松田:貴社のCSR報告書2015を拝見すると、環境技術を駆使して社会課題の解決に貢献することが明記されています。また、CSR目標は中期経営計画にも盛り込まれているのですね。

藤本氏:ダイキンでは5年毎に「FUSION」という戦略経営計画を作っています。2016年度からは「FUSION20」がスタートします。前回の「FUSION15」と比較すると、当社の強みである環境技術をさらに活かして価値をつくること、国際的な価値基準を社内に活かしていくことがより打ち出されており、環境やサステナビリティといったテーマはこれからますます重要になってきます。

松田:貴社で環境技術が経営のテーマになったのはいつ頃からでしょうか。

藤本氏:はっきりと意識し始めたのは2005年頃です。
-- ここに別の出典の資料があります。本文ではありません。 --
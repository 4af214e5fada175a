//! Authentication utilities

mod jwt;

pub use jwt::{Claims, JwtService, TokenType};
それまでもダイキンでは空調や冷凍機を製造・販売していましたが、これらの環境技術でグローバルに展開するという方針が出されたのはこの頃だったと思います。

松田:たしかに、空調や冷媒は環境負荷の高い分野で、地球温暖化への影響度も大きいですよね。

藤本氏:そうなんです。そこでの行動のとり方がダイキンの将来に大きく関わってくると考え始めました。自動車業界など、他の業界の動きも随分参考にしました。途上国で生産される「価格は安いが環境負荷はそれなりに高い」製品ではなく、日本の高い環境技術を使った製品を市場に広く供給し地球環境に貢献することが、グローバル企業の使命であると考えました。

環境技術×ソーシャル・イン という戦略

松田:しかし、環境負荷は低いが価格は高い、というのは市場に受け入れられるのでしょうか。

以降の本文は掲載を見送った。